• _Data for analysis_:
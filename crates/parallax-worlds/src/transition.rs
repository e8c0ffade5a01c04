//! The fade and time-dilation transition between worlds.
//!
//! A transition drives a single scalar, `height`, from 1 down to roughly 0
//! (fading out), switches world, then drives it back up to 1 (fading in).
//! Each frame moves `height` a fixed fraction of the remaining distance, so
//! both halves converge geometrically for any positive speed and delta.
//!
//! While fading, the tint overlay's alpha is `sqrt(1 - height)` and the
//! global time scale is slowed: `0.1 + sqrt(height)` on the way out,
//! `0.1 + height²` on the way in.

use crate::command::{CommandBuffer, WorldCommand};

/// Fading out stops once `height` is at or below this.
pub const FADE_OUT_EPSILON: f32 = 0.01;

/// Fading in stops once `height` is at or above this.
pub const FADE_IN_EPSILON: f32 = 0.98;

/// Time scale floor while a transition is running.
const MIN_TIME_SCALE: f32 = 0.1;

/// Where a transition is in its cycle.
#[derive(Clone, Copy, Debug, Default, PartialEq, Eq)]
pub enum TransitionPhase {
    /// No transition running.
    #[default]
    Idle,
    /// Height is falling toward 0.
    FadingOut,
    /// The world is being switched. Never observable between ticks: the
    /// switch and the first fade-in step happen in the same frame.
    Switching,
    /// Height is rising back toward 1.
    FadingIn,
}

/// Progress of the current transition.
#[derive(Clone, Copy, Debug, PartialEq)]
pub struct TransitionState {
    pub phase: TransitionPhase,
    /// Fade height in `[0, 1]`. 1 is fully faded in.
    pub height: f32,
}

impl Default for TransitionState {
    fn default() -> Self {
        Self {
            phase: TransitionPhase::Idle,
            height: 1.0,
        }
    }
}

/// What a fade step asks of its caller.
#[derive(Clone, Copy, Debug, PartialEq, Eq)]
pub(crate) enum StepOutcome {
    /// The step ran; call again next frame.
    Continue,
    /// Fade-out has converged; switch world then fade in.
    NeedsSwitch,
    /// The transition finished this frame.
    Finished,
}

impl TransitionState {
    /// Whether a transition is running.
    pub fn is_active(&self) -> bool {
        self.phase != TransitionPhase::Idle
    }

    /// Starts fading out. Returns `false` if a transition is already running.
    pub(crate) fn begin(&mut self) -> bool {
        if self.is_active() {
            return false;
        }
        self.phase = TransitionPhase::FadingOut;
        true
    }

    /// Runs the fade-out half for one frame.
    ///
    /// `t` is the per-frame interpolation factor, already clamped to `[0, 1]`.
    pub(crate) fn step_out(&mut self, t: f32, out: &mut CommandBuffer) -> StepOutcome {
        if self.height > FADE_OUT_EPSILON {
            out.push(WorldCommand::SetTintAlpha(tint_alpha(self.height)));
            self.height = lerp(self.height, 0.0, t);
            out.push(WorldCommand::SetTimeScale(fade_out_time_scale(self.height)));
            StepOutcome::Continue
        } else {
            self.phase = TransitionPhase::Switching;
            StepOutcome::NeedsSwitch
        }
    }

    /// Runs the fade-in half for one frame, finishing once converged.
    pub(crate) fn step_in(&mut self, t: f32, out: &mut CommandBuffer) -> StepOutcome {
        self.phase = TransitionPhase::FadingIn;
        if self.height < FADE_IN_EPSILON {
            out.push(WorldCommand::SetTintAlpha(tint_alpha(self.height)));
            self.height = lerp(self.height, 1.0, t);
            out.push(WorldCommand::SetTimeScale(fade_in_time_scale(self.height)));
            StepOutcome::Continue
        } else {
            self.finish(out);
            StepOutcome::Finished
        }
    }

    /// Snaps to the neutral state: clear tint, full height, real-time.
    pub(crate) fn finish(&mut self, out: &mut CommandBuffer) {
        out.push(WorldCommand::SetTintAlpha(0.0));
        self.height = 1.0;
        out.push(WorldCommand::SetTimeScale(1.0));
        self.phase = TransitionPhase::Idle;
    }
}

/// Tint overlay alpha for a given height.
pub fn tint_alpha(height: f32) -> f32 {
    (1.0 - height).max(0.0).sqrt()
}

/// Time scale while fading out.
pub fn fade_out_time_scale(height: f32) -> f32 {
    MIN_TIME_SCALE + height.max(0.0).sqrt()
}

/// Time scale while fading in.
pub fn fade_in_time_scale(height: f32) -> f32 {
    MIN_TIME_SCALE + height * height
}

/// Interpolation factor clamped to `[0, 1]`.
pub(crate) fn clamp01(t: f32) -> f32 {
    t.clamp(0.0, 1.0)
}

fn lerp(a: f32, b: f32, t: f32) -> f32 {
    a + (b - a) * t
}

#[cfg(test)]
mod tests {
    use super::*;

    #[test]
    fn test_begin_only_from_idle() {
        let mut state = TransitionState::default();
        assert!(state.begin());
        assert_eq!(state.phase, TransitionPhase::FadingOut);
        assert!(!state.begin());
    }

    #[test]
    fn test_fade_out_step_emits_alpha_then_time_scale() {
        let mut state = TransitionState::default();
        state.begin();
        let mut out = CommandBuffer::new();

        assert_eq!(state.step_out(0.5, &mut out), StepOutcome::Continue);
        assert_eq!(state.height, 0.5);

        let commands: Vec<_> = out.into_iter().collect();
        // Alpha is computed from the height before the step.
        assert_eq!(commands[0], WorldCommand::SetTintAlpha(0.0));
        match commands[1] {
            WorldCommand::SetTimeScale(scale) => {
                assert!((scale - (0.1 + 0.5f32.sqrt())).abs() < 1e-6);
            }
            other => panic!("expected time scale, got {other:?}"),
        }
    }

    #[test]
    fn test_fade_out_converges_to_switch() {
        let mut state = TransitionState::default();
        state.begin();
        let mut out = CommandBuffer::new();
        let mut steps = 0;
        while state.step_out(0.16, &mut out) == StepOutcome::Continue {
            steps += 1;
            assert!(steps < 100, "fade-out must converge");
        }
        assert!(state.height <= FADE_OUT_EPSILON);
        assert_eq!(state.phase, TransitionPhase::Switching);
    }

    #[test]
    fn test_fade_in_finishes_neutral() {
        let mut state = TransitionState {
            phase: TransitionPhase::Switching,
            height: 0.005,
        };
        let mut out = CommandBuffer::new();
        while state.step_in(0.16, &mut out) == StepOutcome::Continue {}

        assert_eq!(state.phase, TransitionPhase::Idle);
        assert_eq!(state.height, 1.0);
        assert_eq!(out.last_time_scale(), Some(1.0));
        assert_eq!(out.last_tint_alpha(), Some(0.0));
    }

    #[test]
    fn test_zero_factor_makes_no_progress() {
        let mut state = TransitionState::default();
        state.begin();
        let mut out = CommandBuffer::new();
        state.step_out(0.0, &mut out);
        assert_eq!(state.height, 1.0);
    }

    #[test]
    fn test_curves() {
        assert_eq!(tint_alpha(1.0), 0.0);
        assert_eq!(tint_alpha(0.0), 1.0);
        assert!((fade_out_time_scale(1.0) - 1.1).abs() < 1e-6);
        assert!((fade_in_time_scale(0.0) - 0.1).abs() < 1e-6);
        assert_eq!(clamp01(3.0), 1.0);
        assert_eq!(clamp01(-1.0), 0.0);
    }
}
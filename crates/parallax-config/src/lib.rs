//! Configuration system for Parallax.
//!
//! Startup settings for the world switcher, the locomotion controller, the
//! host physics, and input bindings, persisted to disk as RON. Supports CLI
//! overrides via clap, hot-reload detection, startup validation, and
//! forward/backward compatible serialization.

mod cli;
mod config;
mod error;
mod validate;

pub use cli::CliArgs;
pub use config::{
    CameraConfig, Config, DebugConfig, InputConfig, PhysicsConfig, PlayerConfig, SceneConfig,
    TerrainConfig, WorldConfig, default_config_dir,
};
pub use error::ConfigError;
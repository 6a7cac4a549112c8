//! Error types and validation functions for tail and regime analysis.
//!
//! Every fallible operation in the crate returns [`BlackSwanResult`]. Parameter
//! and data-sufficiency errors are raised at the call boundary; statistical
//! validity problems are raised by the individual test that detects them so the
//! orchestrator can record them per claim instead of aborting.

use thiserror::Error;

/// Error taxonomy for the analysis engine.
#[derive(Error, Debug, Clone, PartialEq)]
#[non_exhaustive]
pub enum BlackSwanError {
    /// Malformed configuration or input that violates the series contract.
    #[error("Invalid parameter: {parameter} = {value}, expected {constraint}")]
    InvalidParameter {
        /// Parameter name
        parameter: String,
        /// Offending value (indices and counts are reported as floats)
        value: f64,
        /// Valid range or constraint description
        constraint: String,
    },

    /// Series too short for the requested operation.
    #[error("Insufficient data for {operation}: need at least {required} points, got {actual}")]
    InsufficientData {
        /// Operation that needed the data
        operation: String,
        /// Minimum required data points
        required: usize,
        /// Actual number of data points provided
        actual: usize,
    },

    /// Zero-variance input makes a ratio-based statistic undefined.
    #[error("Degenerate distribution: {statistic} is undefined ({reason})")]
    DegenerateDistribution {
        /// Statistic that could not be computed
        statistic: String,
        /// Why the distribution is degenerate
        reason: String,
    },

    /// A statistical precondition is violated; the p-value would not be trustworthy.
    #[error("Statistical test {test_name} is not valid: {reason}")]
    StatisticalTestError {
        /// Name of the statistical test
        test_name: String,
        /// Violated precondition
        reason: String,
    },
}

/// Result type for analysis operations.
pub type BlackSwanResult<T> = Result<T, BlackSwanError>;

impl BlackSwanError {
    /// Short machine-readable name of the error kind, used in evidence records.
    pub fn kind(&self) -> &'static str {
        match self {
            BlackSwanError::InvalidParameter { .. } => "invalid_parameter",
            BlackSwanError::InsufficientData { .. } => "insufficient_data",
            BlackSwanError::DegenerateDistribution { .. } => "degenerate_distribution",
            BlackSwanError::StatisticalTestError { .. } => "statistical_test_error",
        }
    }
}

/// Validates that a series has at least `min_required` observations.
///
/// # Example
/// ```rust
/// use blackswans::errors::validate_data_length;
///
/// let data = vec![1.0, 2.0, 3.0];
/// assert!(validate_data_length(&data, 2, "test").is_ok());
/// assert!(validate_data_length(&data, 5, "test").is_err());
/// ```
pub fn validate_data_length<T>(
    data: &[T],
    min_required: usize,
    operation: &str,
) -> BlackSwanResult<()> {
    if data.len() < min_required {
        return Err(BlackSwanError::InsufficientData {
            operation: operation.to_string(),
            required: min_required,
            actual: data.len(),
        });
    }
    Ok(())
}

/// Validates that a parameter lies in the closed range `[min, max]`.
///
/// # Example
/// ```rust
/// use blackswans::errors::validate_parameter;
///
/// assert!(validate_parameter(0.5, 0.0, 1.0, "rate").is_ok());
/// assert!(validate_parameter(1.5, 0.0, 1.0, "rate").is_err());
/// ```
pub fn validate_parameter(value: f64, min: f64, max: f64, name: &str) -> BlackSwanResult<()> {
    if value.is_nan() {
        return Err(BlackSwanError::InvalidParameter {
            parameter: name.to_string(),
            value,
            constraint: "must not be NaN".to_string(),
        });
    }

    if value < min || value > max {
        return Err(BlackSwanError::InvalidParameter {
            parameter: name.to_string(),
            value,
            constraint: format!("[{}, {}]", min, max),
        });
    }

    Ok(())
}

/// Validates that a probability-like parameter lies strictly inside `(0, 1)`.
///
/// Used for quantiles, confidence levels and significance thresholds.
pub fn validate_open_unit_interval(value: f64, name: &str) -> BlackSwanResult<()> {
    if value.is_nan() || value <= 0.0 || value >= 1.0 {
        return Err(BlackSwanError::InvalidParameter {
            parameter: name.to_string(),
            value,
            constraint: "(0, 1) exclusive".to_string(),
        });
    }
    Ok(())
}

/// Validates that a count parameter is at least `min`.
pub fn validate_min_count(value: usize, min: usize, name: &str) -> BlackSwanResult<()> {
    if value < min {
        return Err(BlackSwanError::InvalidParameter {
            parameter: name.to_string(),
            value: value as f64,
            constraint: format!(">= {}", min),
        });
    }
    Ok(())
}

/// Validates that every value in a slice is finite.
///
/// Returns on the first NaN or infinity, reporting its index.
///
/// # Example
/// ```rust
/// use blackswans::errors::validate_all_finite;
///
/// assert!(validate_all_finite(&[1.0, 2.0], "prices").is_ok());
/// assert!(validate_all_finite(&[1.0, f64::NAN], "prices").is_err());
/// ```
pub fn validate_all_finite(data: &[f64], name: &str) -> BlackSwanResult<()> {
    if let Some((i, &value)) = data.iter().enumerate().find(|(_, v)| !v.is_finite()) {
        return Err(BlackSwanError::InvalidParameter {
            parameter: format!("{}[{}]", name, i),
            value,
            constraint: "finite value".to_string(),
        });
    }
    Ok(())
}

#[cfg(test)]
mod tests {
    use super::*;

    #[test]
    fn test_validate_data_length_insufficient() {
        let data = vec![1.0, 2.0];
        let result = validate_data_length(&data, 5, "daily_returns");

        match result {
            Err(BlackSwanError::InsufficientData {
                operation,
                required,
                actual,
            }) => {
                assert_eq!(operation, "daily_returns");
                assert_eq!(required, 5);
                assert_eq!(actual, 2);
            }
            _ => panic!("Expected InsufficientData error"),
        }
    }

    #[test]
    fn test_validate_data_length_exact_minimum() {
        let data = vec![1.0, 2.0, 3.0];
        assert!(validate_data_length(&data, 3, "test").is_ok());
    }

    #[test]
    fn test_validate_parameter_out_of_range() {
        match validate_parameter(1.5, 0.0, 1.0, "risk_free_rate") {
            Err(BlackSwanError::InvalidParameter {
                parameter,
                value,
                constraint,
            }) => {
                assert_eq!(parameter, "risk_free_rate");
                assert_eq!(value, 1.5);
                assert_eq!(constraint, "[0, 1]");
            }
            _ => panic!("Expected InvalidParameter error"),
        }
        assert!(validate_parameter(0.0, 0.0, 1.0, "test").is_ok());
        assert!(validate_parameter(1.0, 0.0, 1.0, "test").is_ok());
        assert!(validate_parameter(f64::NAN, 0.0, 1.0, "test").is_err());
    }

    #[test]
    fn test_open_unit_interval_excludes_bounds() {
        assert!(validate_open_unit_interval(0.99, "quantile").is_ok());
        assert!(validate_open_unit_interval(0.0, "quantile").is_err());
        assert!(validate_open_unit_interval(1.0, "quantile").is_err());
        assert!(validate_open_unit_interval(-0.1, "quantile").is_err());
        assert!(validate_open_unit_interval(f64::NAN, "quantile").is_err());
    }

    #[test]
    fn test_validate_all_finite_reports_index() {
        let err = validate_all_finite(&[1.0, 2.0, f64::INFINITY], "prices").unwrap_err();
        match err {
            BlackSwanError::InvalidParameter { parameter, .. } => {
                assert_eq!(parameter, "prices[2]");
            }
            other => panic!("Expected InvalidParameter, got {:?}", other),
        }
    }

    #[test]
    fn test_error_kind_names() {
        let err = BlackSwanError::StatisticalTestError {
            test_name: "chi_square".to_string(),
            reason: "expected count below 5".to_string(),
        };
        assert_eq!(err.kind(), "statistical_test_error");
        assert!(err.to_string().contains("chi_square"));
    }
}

• _Work to be completed_: Quote every line from the beginning of the entries up to and including the line that contains "is already running.".

• _Result for this exercise_:
filename crates/parallax-worlds/src/transition.rs
repository e8c0ffade5a01c04
//! The fade and time-dilation transition between worlds.
//!
//! A transition drives a single scalar, `height`, from 1 down to roughly 0
//! (fading out), switches world, then drives it back up to 1 (fading in).
//! Each frame moves `height` a fixed fraction of the remaining distance, so
//! both halves converge geometrically for any positive speed and delta.
//!
//! While fading, the tint overlay's alpha is `sqrt(1 - height)` and the
//! global time scale is slowed: `0.1 + sqrt(height)` on the way out,
//! `0.1 + height²` on the way in.

use crate::command::{CommandBuffer, WorldCommand};

/// Fading out stops once `height` is at or below this.
pub const FADE_OUT_EPSILON: f32 = 0.01;

/// Fading in stops once `height` is at or above this.
pub const FADE_IN_EPSILON: f32 = 0.98;

/// Time scale floor while a transition is running.
const MIN_TIME_SCALE: f32 = 0.1;

/// Where a transition is in its cycle.
#[derive(Clone, Copy, Debug, Default, PartialEq, Eq)]
pub enum TransitionPhase {
    /// No transition running.
    #[default]
    Idle,
    /// Height is falling toward 0.
    FadingOut,
    /// The world is being switched. Never observable between ticks: the
    /// switch and the first fade-in step happen in the same frame.
    Switching,
    /// Height is rising back toward 1.
    FadingIn,
}

/// Progress of the current transition.
#[derive(Clone, Copy, Debug, PartialEq)]
pub struct TransitionState {
    pub phase: TransitionPhase,
    /// Fade height in `[0, 1]`. 1 is fully faded in.
    pub height: f32,
}

impl Default for TransitionState {
    fn default() -> Self {
        Self {
            phase: TransitionPhase::Idle,
            height: 1.0,
        }
    }
}

/// What a fade step asks of its caller.
#[derive(Clone, Copy, Debug, PartialEq, Eq)]
pub(crate) enum StepOutcome {
    /// The step ran; call again next frame.
    Continue,
    /// Fade-out has converged; switch world then fade in.
    NeedsSwitch,
    /// The transition finished this frame.
    Finished,
}

impl TransitionState {
    /// Whether a transition is running.
    pub fn is_active(&self) -> bool {
        self.phase != TransitionPhase::Idle
    }

    /// Starts fading out. Returns `false` if a transition is already running.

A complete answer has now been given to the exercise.